Significativa la data di inaugurazione del Centro, il 1° maggio 1946. Così si espresse Felix Schwarz in un annuncio dell’imminente inaugurazione: «Ci mettiamo pertanto a lavoro con coraggio, perché i nostri figli, usciti dal giardino d’infanzia, possano entrare in abitazioni nuove e perché possano vivere e prosperare in una società che non abbia solo l’illusione di essere socialista ma socialista lo sia realmente» (Schwarz, 1946).

Una pedagogia attiva della partecipazione

Il Centro Educativo italo-svizzero iniziò la propria opera in un contesto profondamente segnato dai drammi della guerra. Non solo gli edifici scolastici della città erano stati quasi completamente distrutti, ma il livello di scolarizzazione era piuttosto basso, tanto che ancora nel 1951 un censimento rilevò un tasso di analfabetismo dell’8,43% sul solo territorio comunale (Pivato, 1996).

Prima però di passare all’analisi dell’approccio educativo del CEIS, e per comprenderne appieno la portata, va detto che esso si andava a collocare in un quadro di iniziative per l’educazione dell’infanzia che emerse in tutto il Paese all’indomani del secondo conflitto, probabilmente anche per far fronte alle carenze e ai ritardi delle amministrazioni pubbliche e statali. Negli stessi anni nascono anche, ad esempio, i «villaggi del fanciullo» o «repubbliche dei ragazzi» in alcune città del centro nord; i Centri di orientamento sociale (Cos) promossi a Perugia da Aldo Capitini; i convitti «Rinascita», che ebbero tra i principali promotori Antonio Banfi; la Scuola-città Pestolazzi fondata a Firenze da Ernesto Codignola (Tomasi, 1976). Sono tutte esperienze generalmente ispirate all’attivismo pedagogico, che hanno posto al centro l’autogoverno, l’insegnamento individualizzato, il lavoro di gruppo e un nuovo rapporto fra maestro e discente e che hanno raccolto non poche critiche dai contemporanei, soprattutto dalle forze cattoliche e conservatrici, cosa che d’altro canto colpì anche il CEIS e l’opera di Zoebeli a Rimini.

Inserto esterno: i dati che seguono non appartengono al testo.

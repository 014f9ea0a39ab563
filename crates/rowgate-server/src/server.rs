use std::net::SocketAddr;
use std::sync::Arc;

use axum::{
    Router, middleware,
    routing::{get, post},
};
use rowgate_sheets::{SheetStore, SheetsError};
use tower_http::{cors::CorsLayer, trace::TraceLayer};

use crate::{
    backend, config::AppConfig, gateway::RowGateway, handlers, middleware as app_middleware,
};

/// Shared handler state. Cloned per request; the store itself is shared.
#[derive(Debug, Clone)]
pub struct AppState {
    pub gateway: RowGateway,
}

pub struct RowGateServer {
    addr: SocketAddr,
    app: Router,
}

pub fn build_app(cfg: &AppConfig, store: Arc<dyn SheetStore>) -> Router {
    let body_limit = cfg.server.body_limit_bytes;
    let state = AppState {
        gateway: RowGateway::new(store, cfg.sheets.default_sheet.clone()),
    };

    Router::new()
        // Health and info endpoints
        .route("/", get(handlers::root))
        .route("/healthz", get(handlers::healthz))
        .route("/readyz", get(handlers::readyz))
        // Row operations
        .route("/submit", post(handlers::submit))
        .route("/submit/{sheet_name}", post(handlers::submit_to_sheet))
        .route("/data", get(handlers::read_default))
        .route("/data/{sheet_name}", get(handlers::read_sheet))
        .route("/update", post(handlers::update_default))
        .route("/update/{sheet_name}", post(handlers::update_sheet))
        .with_state(state)
        // Middleware stack (outermost last: request id -> cors -> trace -> body limit)
        .layer(axum::extract::DefaultBodyLimit::max(body_limit))
        .layer(
            TraceLayer::new_for_http()
                .make_span_with(|req: &axum::http::Request<_>| {
                    use tracing::field::Empty;
                    let req_id = req
                        .extensions()
                        .get::<axum::http::HeaderValue>()
                        .and_then(|v| v.to_str().ok())
                        .unwrap_or("")
                        .to_string();
                    tracing::info_span!(
                        "http.request",
                        http.method = %req.method(),
                        http.target = %req.uri(),
                        http.status_code = Empty,
                        request_id = %req_id
                    )
                })
                .on_response(
                    |res: &axum::http::Response<_>,
                     latency: std::time::Duration,
                     span: &tracing::Span| {
                        span.record(
                            "http.status_code",
                            tracing::field::display(res.status().as_u16()),
                        );
                        tracing::info!(
                            http.status = %res.status().as_u16(),
                            elapsed_ms = %latency.as_millis(),
                            "request handled"
                        );
                    },
                ),
        )
        .layer(CorsLayer::permissive())
        .layer(middleware::from_fn(app_middleware::request_id))
}

pub struct ServerBuilder {
    addr: SocketAddr,
    config: AppConfig,
    store: Option<Arc<dyn SheetStore>>,
}

impl ServerBuilder {
    pub fn new() -> Self {
        let cfg = AppConfig::default();
        Self {
            addr: cfg.addr(),
            config: cfg,
            store: None,
        }
    }

    pub fn with_addr(mut self, addr: SocketAddr) -> Self {
        self.addr = addr;
        self
    }

    pub fn with_config(mut self, cfg: AppConfig) -> Self {
        self.addr = cfg.addr();
        self.config = cfg;
        self
    }

    /// Uses `store` instead of building one from the `sheets` config.
    pub fn with_store(mut self, store: Arc<dyn SheetStore>) -> Self {
        self.store = Some(store);
        self
    }

    pub fn build(self) -> Result<RowGateServer, SheetsError> {
        let store = match self.store {
            Some(store) => store,
            None => backend::init_store(&self.config.sheets)?,
        };
        let app = build_app(&self.config, store);

        Ok(RowGateServer {
            addr: self.addr,
            app,
        })
    }
}

impl Default for ServerBuilder {
    fn default() -> Self {
        Self::new()
    }
}

impl RowGateServer {
    pub async fn run(self) -> anyhow::Result<()> {
        let listener = tokio::net::TcpListener::bind(self.addr).await?;
        tracing::info!("listening on {}", self.addr);
        axum::serve(listener, self.app)
            .with_graceful_shutdown(shutdown_signal())
            .await?;
        Ok(())
    }
}

async fn shutdown_signal() {
    let ctrl_c = async {
        let _ = tokio::signal::ctrl_c().await;
    };

    #[cfg(unix)]
    let terminate = async {
        match tokio::signal::unix::signal(tokio::signal::unix::SignalKind::terminate()) {
            Ok(mut signal) => {
                signal.recv().await;
            }
            Err(e) => {
                tracing::warn!(error = %e, "cannot install SIGTERM handler");
                std::future::pending::<()>().await;
            }
        }
    };

    #[cfg(not(unix))]
    let terminate = std::future::pending::<()>();

    tokio::select! {
        _ = ctrl_c => {},
        _ = terminate => {},
    }
    tracing::info!("shutdown signal received");
}

#[cfg(test)]
mod tests {
    use super::*;
    use axum::body::{Body, to_bytes};
    use axum::http::{Request, StatusCode};
    use rowgate_sheets::InMemorySheetStore;
    use serde_json::Value;
    use tower::ServiceExt;

    fn small_body_config() -> AppConfig {
        let mut cfg = AppConfig::default();
        cfg.server.body_limit_bytes = 64;
        cfg
    }

    #[tokio::test]
    async fn oversized_body_is_rejected_with_error_envelope() {
        let app = build_app(&small_body_config(), Arc::new(InMemorySheetStore::new()));
        let name = "x".repeat(200);
        let req = Request::post("/submit")
            .header("content-type", "application/json")
            .body(Body::from(format!(r#"{{"name":"{name}","email":"a@b.c"}}"#)))
            .unwrap();

        let res = app.oneshot(req).await.unwrap();
        assert_eq!(res.status(), StatusCode::INTERNAL_SERVER_ERROR);
        let bytes = to_bytes(res.into_body(), usize::MAX).await.unwrap();
        let body: Value = serde_json::from_slice(&bytes).unwrap();
        assert_eq!(body["status"], "error");
    }

    #[tokio::test]
    async fn unknown_route_is_not_found() {
        let app = build_app(&AppConfig::default(), Arc::new(InMemorySheetStore::new()));
        let res = app
            .oneshot(Request::get("/nope").body(Body::empty()).unwrap())
            .await
            .unwrap();
        assert_eq!(res.status(), StatusCode::NOT_FOUND);
    }

    #[tokio::test]
    async fn cors_preflight_is_allowed() {
        let app = build_app(&AppConfig::default(), Arc::new(InMemorySheetStore::new()));
        let req = Request::builder()
            .method("OPTIONS")
            .uri("/submit")
            .header("origin", "https://forms.example.com")
            .header("access-control-request-method", "POST")
            .body(Body::empty())
            .unwrap();

        let res = app.oneshot(req).await.unwrap();
        assert!(res.status().is_success());
        assert!(res.headers().contains_key("access-control-allow-origin"));
    }
}
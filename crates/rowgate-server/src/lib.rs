pub mod backend;
pub mod config;
pub mod error;
pub mod gateway;
pub mod handlers;
pub mod middleware;
pub mod observability;
pub mod response;
pub mod server;

pub use config::{AppConfig, LoggingConfig, ServerConfig, SheetsBackend, SheetsConfig};
pub use error::GatewayError;
pub use gateway::RowGateway;
pub use observability::init_tracing;
pub use response::Envelope;
pub use server::{AppState, RowGateServer, ServerBuilder, build_app};
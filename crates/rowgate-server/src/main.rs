use std::process::ExitCode;

use rowgate_server::config::loader::{DEFAULT_CONFIG_FILE, load_config};
use rowgate_server::{ServerBuilder, observability};
use rowgate_sheets::SheetsError;

const CONFIG_ENV: &str = "ROWGATE_CONFIG";

/// Why the process stopped before or while serving.
#[derive(Debug, thiserror::Error)]
enum Startup {
    #[error("Configuration error: {0}")]
    Config(String),
    #[error("Spreadsheet backend initialization failed: {0}")]
    Backend(#[from] SheetsError),
    #[error("Server error: {0}")]
    Serve(anyhow::Error),
}

impl Startup {
    fn exit_code(&self) -> ExitCode {
        match self {
            Self::Config(_) | Self::Backend(_) => ExitCode::from(2),
            Self::Serve(_) => ExitCode::FAILURE,
        }
    }
}

#[tokio::main]
async fn main() -> ExitCode {
    load_dotenv();
    observability::init_tracing();

    match start().await {
        Ok(()) => ExitCode::SUCCESS,
        Err(failure) => {
            tracing::error!(error = %failure, "RowGate stopped");
            eprintln!("{failure}");
            failure.exit_code()
        }
    }
}

async fn start() -> Result<(), Startup> {
    let (config_path, origin) = config_location();
    let cfg = load_config(Some(&config_path)).map_err(Startup::Config)?;
    observability::apply_logging_level(&cfg.logging.level);
    tracing::info!(
        path = %config_path,
        origin,
        backend = ?cfg.sheets.backend,
        default_sheet = %cfg.sheets.default_sheet,
        "Configuration loaded"
    );

    let server = ServerBuilder::new().with_config(cfg).build()?;
    server.run().await.map_err(Startup::Serve)
}

/// `.env` is optional; only a file that exists but cannot be read is reported.
fn load_dotenv() {
    match dotenvy::dotenv() {
        Ok(_) => {}
        Err(dotenvy::Error::Io(e)) if e.kind() == std::io::ErrorKind::NotFound => {}
        Err(e) => eprintln!("Ignoring .env: {e}"),
    }
}

/// `--config <path>`, then `ROWGATE_CONFIG`, then `rowgate.toml`.
fn config_location() -> (String, &'static str) {
    let args: Vec<String> = std::env::args().skip(1).collect();
    if let Some(path) = args
        .windows(2)
        .find(|pair| pair[0] == "--config")
        .map(|pair| pair[1].clone())
    {
        return (path, "--config");
    }
    match std::env::var(CONFIG_ENV) {
        Ok(path) if !path.is_empty() => (path, CONFIG_ENV),
        _ => (DEFAULT_CONFIG_FILE.to_string(), "default"),
    }
}
//! Gateway error type and its HTTP mapping.

use axum::{
    Json,
    extract::rejection::{JsonRejection, PathRejection},
    http::StatusCode,
    response::{IntoResponse, Response},
};
use rowgate_sheets::SheetsError;

use crate::response::Envelope;

/// Every failure a row operation can report.
///
/// Authentication, transport, range and input problems all collapse into one
/// message returned with HTTP 500; callers cannot tell retryable failures
/// from fatal ones.
#[derive(Debug, thiserror::Error)]
pub enum GatewayError {
    #[error("{0}")]
    RemoteOperationFailure(String),
}

impl GatewayError {
    pub fn message(&self) -> &str {
        match self {
            Self::RemoteOperationFailure(msg) => msg,
        }
    }
}

impl From<SheetsError> for GatewayError {
    fn from(err: SheetsError) -> Self {
        Self::RemoteOperationFailure(err.to_string())
    }
}

impl From<JsonRejection> for GatewayError {
    fn from(rejection: JsonRejection) -> Self {
        Self::RemoteOperationFailure(rejection.body_text())
    }
}

impl From<PathRejection> for GatewayError {
    fn from(rejection: PathRejection) -> Self {
        Self::RemoteOperationFailure(rejection.body_text())
    }
}

impl IntoResponse for GatewayError {
    fn into_response(self) -> Response {
        tracing::warn!(error = %self, "Row operation failed");
        (
            StatusCode::INTERNAL_SERVER_ERROR,
            Json(Envelope::error(self.message())),
        )
            .into_response()
    }
}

L’esperienza del Centro educativo italo-svizzero, quindi, va inquadrata all’interno di questo generale fermento educativo che interessò l’Italia all’indomani della caduta del fascismo. E proprio il Centro riminese diede vita, tra il 1946 e il 1947, a una serie di dibattiti con relatori eccellenti, nazionali e internazionali, che discussero sui problemi psico-pedagogici e educativi: da Carleton Washburne, responsabile della Pubblica istruzione nel Governo militare alleato, profondo conoscitore del metodo deweiano, a Jean Piaget, a Pierre Naville, a Ernesto Codignola, la cui esperienza della Scuola-città Pestolazzi di Firenze viaggiò in parallelo con quella di Zoebeli a Rimini e con la quale ebbe in comune una serie di problemi educativi, primo fra tutti la necessità di dover rieducare gli insegnanti, annichiliti e umiliati dal Ventennio fascista.

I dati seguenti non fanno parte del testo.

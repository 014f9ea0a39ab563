//! Request-to-row translation.
//!
//! Each operation picks a range, shapes the JSON payload into rows and issues
//! exactly one call on the injected [`SheetStore`]. Payload fields are not
//! schema-checked beyond what is needed to build rows: missing `name` or
//! `email` become `null` cells and are forwarded as-is.

use std::sync::Arc;

use rowgate_sheets::{A1Range, Column, Row, SheetStore, SheetsError};
use serde_json::Value;
use tracing::{debug, instrument};

use crate::error::GatewayError;

/// Stateless translator between HTTP payloads and a [`SheetStore`].
#[derive(Debug, Clone)]
pub struct RowGateway {
    store: Arc<dyn SheetStore>,
    default_sheet: String,
}

impl RowGateway {
    pub fn new(store: Arc<dyn SheetStore>, default_sheet: impl Into<String>) -> Self {
        Self {
            store,
            default_sheet: default_sheet.into(),
        }
    }

    pub fn store(&self) -> &Arc<dyn SheetStore> {
        &self.store
    }

    pub fn default_sheet(&self) -> &str {
        &self.default_sheet
    }

    /// Appends `[name, email]` to the fixed `A1:B1` range of the default sheet.
    #[instrument(skip_all, fields(sheet = %self.default_sheet))]
    pub async fn submit_contact(&self, payload: &Value) -> Result<Value, GatewayError> {
        let fields = payload.as_object().ok_or_else(|| {
            SheetsError::invalid_input(format!(
                "request body must be a JSON object, got {}",
                json_kind(payload)
            ))
        })?;
        let row: Row = ["name", "email"]
            .iter()
            .map(|key| fields.get(*key).cloned().unwrap_or(Value::Null))
            .collect();

        let range = A1Range::row_span(&self.default_sheet, 1, Column::A, Column::B)?;
        let result = self.store.append_rows(&range, &[row]).await?;
        debug!(range = %range, "Contact submitted");
        Ok(result)
    }

    /// Appends the payload's row(s) to `{sheet}!A1:Z1`.
    #[instrument(skip_all, fields(sheet = %sheet))]
    pub async fn append_rows(&self, sheet: &str, payload: &Value) -> Result<Value, GatewayError> {
        let rows = rows_from_payload(payload)?;
        let range = A1Range::row_span(sheet, 1, Column::A, Column::Z)?;
        let result = self.store.append_rows(&range, &rows).await?;
        debug!(range = %range, rows = rows.len(), "Rows appended");
        Ok(result)
    }

    /// Reads `{sheet}!A1:Z`, falling back to the default sheet.
    #[instrument(skip_all, fields(sheet = ?sheet))]
    pub async fn read_rows(&self, sheet: Option<&str>) -> Result<Vec<Row>, GatewayError> {
        let sheet = sheet.unwrap_or(&self.default_sheet);
        let range = A1Range::open_rows(sheet, 1, Column::A, Column::Z)?;
        let rows = self.store.read_rows(&range).await?;
        debug!(range = %range, rows = rows.len(), "Rows read");
        Ok(rows)
    }

    /// Overwrites row `index + 1`.
    ///
    /// `updatedData` is either the row's cells or a one-element array holding
    /// them, the `values` shape the Sheets API itself uses.
    ///
    /// A named sheet is written across `A:Z`; the default sheet keeps the
    /// two-column `A:B` layout of the contact form.
    #[instrument(skip_all, fields(sheet = ?sheet))]
    pub async fn update_row(
        &self,
        sheet: Option<&str>,
        payload: &Value,
    ) -> Result<Value, GatewayError> {
        let request = UpdateRequest::from_payload(payload)?;
        let (sheet, last_column) = match sheet {
            Some(name) => (name, Column::Z),
            None => (self.default_sheet.as_str(), Column::B),
        };
        let row_number = request.row_number()?;
        let range = A1Range::row_span(sheet, row_number, Column::A, last_column)?;
        let result = self.store.update_rows(&range, &request.rows).await?;
        debug!(range = %range, "Row updated");
        Ok(result)
    }
}

/// `{index, updatedData}` body of the update endpoints.
#[derive(Debug, Clone, PartialEq)]
pub struct UpdateRequest {
    /// 0-based position of the row, the sheet row is `index + 1`.
    pub index: u64,
    pub rows: Vec<Row>,
}

impl UpdateRequest {
    pub fn from_payload(payload: &Value) -> Result<Self, SheetsError> {
        let index = match payload.get("index") {
            None | Some(Value::Null) => {
                return Err(SheetsError::invalid_input("index is required"));
            }
            Some(value) => value.as_u64().ok_or_else(|| {
                SheetsError::invalid_input(format!(
                    "index must be a non-negative integer, got {value}"
                ))
            })?,
        };
        let rows = match payload.get("updatedData") {
            Some(data @ Value::Array(_)) => rows_from_payload(data)?,
            Some(other) => {
                return Err(SheetsError::invalid_input(format!(
                    "updatedData must be an array of cell values, got {}",
                    json_kind(other)
                )));
            }
            None => return Err(SheetsError::invalid_input("updatedData is required")),
        };
        Ok(Self { index, rows })
    }

    /// The 1-based sheet row addressed by `index`.
    pub fn row_number(&self) -> Result<u32, SheetsError> {
        self.index
            .checked_add(1)
            .and_then(|n| u32::try_from(n).ok())
            .ok_or_else(|| {
                SheetsError::invalid_input(format!("index {} is out of range", self.index))
            })
    }
}

/// Turns an append payload into rows.
///
/// An array of arrays is several rows; any other array is one row.
pub fn rows_from_payload(payload: &Value) -> Result<Vec<Row>, SheetsError> {
    match payload {
        Value::Array(items) if !items.is_empty() && items.iter().all(Value::is_array) => Ok(items
            .iter()
            .filter_map(|item| item.as_array().cloned())
            .collect()),
        Value::Array(cells) => Ok(vec![cells.clone()]),
        other => Err(SheetsError::invalid_input(format!(
            "row payload must be a JSON array, got {}",
            json_kind(other)
        ))),
    }
}

fn json_kind(value: &Value) -> &'static str {
    match value {
        Value::Null => "null",
        Value::Bool(_) => "boolean",
        Value::Number(_) => "number",
        Value::String(_) => "string",
        Value::Array(_) => "array",
        Value::Object(_) => "object",
    }
}
//! Service account key loading.
//!
//! Accepts the JSON key file Google issues for service accounts. Only the
//! fields needed for the JWT bearer flow are read; the rest are ignored.

use std::fmt;
use std::path::Path;

use jsonwebtoken::EncodingKey;
use serde::Deserialize;

use crate::error::SheetsError;

/// Token endpoint used when the key file does not carry one.
pub const DEFAULT_TOKEN_URI: &str = "https://oauth2.googleapis.com/token";

const SERVICE_ACCOUNT_TYPE: &str = "service_account";

#[derive(Deserialize)]
struct ServiceAccountInfo {
    #[serde(rename = "type", default)]
    key_type: Option<String>,
    client_email: String,
    private_key: String,
    #[serde(default)]
    private_key_id: Option<String>,
    #[serde(default)]
    token_uri: Option<String>,
    #[serde(default)]
    project_id: Option<String>,
}

/// A parsed service account key with its signing key ready for use.
#[derive(Clone)]
pub struct ServiceAccountKey {
    client_email: String,
    private_key_id: Option<String>,
    token_uri: String,
    project_id: Option<String>,
    encoding_key: EncodingKey,
}

impl ServiceAccountKey {
    /// Parses a key from its JSON representation.
    ///
    /// # Errors
    ///
    /// Returns `SheetsError::Credentials` if the JSON is malformed, the key is
    /// not a service account key, or the private key is not a valid RSA PEM.
    pub fn from_json(json: &str) -> Result<Self, SheetsError> {
        let info: ServiceAccountInfo = serde_json::from_str(json)
            .map_err(|e| SheetsError::credentials(format!("malformed key JSON: {e}")))?;

        if let Some(kind) = info.key_type.as_deref() {
            if kind != SERVICE_ACCOUNT_TYPE {
                return Err(SheetsError::credentials(format!(
                    "expected key type '{SERVICE_ACCOUNT_TYPE}', got '{kind}'"
                )));
            }
        }
        if info.client_email.trim().is_empty() {
            return Err(SheetsError::credentials("client_email is empty"));
        }

        let encoding_key = EncodingKey::from_rsa_pem(info.private_key.as_bytes())
            .map_err(|e| SheetsError::credentials(format!("invalid private_key: {e}")))?;

        Ok(Self {
            client_email: info.client_email,
            private_key_id: info.private_key_id,
            token_uri: info
                .token_uri
                .filter(|uri| !uri.is_empty())
                .unwrap_or_else(|| DEFAULT_TOKEN_URI.to_string()),
            project_id: info.project_id,
            encoding_key,
        })
    }

    /// Reads and parses a key file.
    pub fn from_file(path: impl AsRef<Path>) -> Result<Self, SheetsError> {
        let path = path.as_ref();
        let json = std::fs::read_to_string(path).map_err(|e| {
            SheetsError::credentials(format!("cannot read {}: {e}", path.display()))
        })?;
        Self::from_json(&json)
    }

    pub fn client_email(&self) -> &str {
        &self.client_email
    }

    pub fn private_key_id(&self) -> Option<&str> {
        self.private_key_id.as_deref()
    }

    pub fn token_uri(&self) -> &str {
        &self.token_uri
    }

    pub fn project_id(&self) -> Option<&str> {
        self.project_id.as_deref()
    }

    pub(crate) fn encoding_key(&self) -> &EncodingKey {
        &self.encoding_key
    }
}

impl fmt::Debug for ServiceAccountKey {
    fn fmt(&self, f: &mut fmt::Formatter<'_>) -> fmt::Result {
        f.debug_struct("ServiceAccountKey")
            .field("client_email", &self.client_email)
            .field("private_key_id", &self.private_key_id)
            .field("token_uri", &self.token_uri)
            .field("project_id", &self.project_id)
            .finish_non_exhaustive()
    }
}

Come ha affermato Enrico Bottero in un’intervista ad Andrea Canevaro del 7 dicembre 2020,5 «il CEIS nel secondo dopoguerra è stato il crocevia della pedagogia italiana più innovativa. Il CTS [Cooperativa della tipografia a scuola], poi diventato il Movimento di cooperazione educativa [MCE], fece il suo primo congresso nel 1952 ospitato proprio da Margherita. I CEMEA hanno avuto lì la loro sede».

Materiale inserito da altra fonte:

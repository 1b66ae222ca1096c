use anyhow::Result;
use serde::{Deserialize, Serialize};
use std::time::Duration;

#[derive(Debug, Clone, Deserialize, Serialize)]
pub struct Config {
    // Discord
    pub discord_token: String,

    // Audio
    pub default_volume: f32,

    // Cola
    pub max_queue_size: usize,
    pub max_playlist_size: usize,
    pub queue_page_size: usize,

    // Límites
    pub max_song_duration: u64, // En segundos

    // Proveedores
    pub ytdlp_path: String,
    pub spotify_client_id: Option<String>,
    pub spotify_client_secret: Option<String>,
}

impl Config {
    pub fn load() -> Result<Self> {
        dotenvy::dotenv().ok();

        let config = Self {
            // Discord
            discord_token: std::env::var("DISCORD_TOKEN")?,

            // Audio
            default_volume: std::env::var("DEFAULT_VOLUME")
                .unwrap_or_else(|_| "0.5".to_string())
                .parse()?,

            // Cola
            max_queue_size: std::env::var("MAX_QUEUE_SIZE")
                .unwrap_or_else(|_| "1000".to_string())
                .parse()?,
            max_playlist_size: std::env::var("MAX_PLAYLIST_SIZE")
                .unwrap_or_else(|_| "100".to_string())
                .parse()?,
            queue_page_size: std::env::var("QUEUE_PAGE_SIZE")
                .unwrap_or_else(|_| "10".to_string())
                .parse()?,

            // Límites
            max_song_duration: std::env::var("MAX_SONG_DURATION")
                .unwrap_or_else(|_| "7200".to_string()) // 2 horas
                .parse()?,

            // Proveedores
            ytdlp_path: std::env::var("YTDLP_PATH").unwrap_or_else(|_| "yt-dlp".to_string()),
            spotify_client_id: non_empty_var("SPOTIFY_CLIENT_ID"),
            spotify_client_secret: non_empty_var("SPOTIFY_CLIENT_SECRET"),
        };

        config.validate()?;

        Ok(config)
    }

    /// Validates configuration values for correctness.
    ///
    /// # Validation Rules
    ///
    /// - Volume must be between 0.0 and 2.0
    /// - Queue, playlist and page sizes must be greater than 0
    /// - Max song duration must be greater than 0
    /// - Spotify credentials come in pairs
    pub fn validate(&self) -> Result<()> {
        if self.default_volume < 0.0 || self.default_volume > 2.0 {
            anyhow::bail!("Default volume must be between 0.0 and 2.0, got: {}", self.default_volume);
        }

        if self.max_queue_size == 0 {
            anyhow::bail!("Max queue size must be greater than 0");
        }

        if self.max_playlist_size == 0 {
            anyhow::bail!("Max playlist size must be greater than 0");
        }

        if self.queue_page_size == 0 {
            anyhow::bail!("Queue page size must be greater than 0");
        }

        if self.max_song_duration == 0 {
            anyhow::bail!("Max song duration must be greater than 0");
        }

        if self.spotify_client_id.is_some() != self.spotify_client_secret.is_some() {
            anyhow::bail!("SPOTIFY_CLIENT_ID and SPOTIFY_CLIENT_SECRET must be set together");
        }

        Ok(())
    }

    pub fn max_song_duration(&self) -> Duration {
        Duration::from_secs(self.max_song_duration)
    }

    /// Credenciales de Spotify, si ambas están presentes
    pub fn spotify_credentials(&self) -> Option<(String, String)> {
        match (&self.spotify_client_id, &self.spotify_client_secret) {
            (Some(id), Some(secret)) => Some((id.clone(), secret.clone())),
            _ => None,
        }
    }

    /// Returns a summary of the current configuration for logging.
    ///
    /// Excludes tokens and secrets.
    pub fn summary(&self) -> String {
        format!(
            "Config Summary:\n  \
            Audio: {}% vol\n  \
            Queue: {} max, {} per playlist, {} per page\n  \
            Limits: {}s max duration\n  \
            Providers: yt-dlp='{}', Spotify={}",
            (self.default_volume * 100.0) as u32,
            self.max_queue_size,
            self.max_playlist_size,
            self.queue_page_size,
            self.max_song_duration,
            self.ytdlp_path,
            if self.spotify_credentials().is_some() { "on" } else { "off" },
        )
    }
}

fn non_empty_var(key: &str) -> Option<String> {
    std::env::var(key).ok().filter(|value| !value.trim().is_empty())
}

/// Default configuration values.
///
/// Used as fallbacks when environment variables are not provided.
impl Default for Config {
    fn default() -> Self {
        Self {
            // Discord (no defaults - must be provided)
            discord_token: String::new(),

            default_volume: 0.5,

            max_queue_size: 1000,
            max_playlist_size: 100,
            queue_page_size: 10,

            max_song_duration: 7200, // 2 hours

            ytdlp_path: "yt-dlp".to_string(),
            spotify_client_id: None,
            spotify_client_secret: None,
        }
    }
}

Fecondo fu l’incontro con Carlo Doglio e Tonino Scalorbi che permise a Margherita Zoebeli e al CEIS di avvicinarsi agli ambienti olivettiani. Doglio, assieme ad altri giovani intellettuali come Franco Ferrarotti e Bruno Zevi, fin dal 1950 collaborò con le Edizioni di Comunità e al progetto culturale di Adriano Olivetti, che vide la traduzione e la diffusione di tutte quelle opere straniere che il fascismo aveva escluso dal nostro Paese. Scalorbi, a partire dal 1952, grazie all’aiuto di Doglio, trovò lavoro allo stabilimento dell’Olivetti a Ivrea. Le mogli di Doglio e Scalorbi lavorarono per diversi anni al CEIS di Rimini e i lori figli frequentarono la scuola nel Villaggio. Come ricorda De Maria, «Erano gli anni in cui la realtà della Olivetti, con la promozione di servizi sociali per i dipendenti, e per tutto il territorio, assai avanzati nel contesto italiano, si poneva come una alternativa del fare impresa rispetto alla FIAT dei reparti confino e della repressione contro i socialisti e comunisti» (2015, p. 102; sul confronto Olivetti/FIAT si veda Zucchini Scalorbi, 2000). Olivetti, inoltre, nel periodo dell’occupazione tedesca, si era rifugiato nella Svizzera italiana, dove entrò in contatto con il Partito socialista ticinese e con la sezione luganese del Soccorso operaio svizzero. Queste connessioni portarono Zoebeli a scrivere per la prima volta a Olivetti nel gennaio 1949 quando cercava fondi per l’ampliamento della Casina. Non si conoscevano di persona, ma diversi amici e colleghi avevano suggerito a Margherita di rivolgersi a lui, viste le difficoltà economiche nelle quali versava il CEIS. Dopo una settimana dall’invio della lettera, Olivetti rispose con un assegno di 50 mila lire e la disponibilità a inviare macchine per scrivere. I lavori di ampliamento della Casina vennero fatti con fondi svizzeri e completati grazie al contributo dell’UNRRA-CASAS (Comitato Amministrativo Soccorso Ai Senzatetto), per i quali spinse molto Olivetti che all’epoca faceva parte del consiglio di amministrazione del comitato di soccorso.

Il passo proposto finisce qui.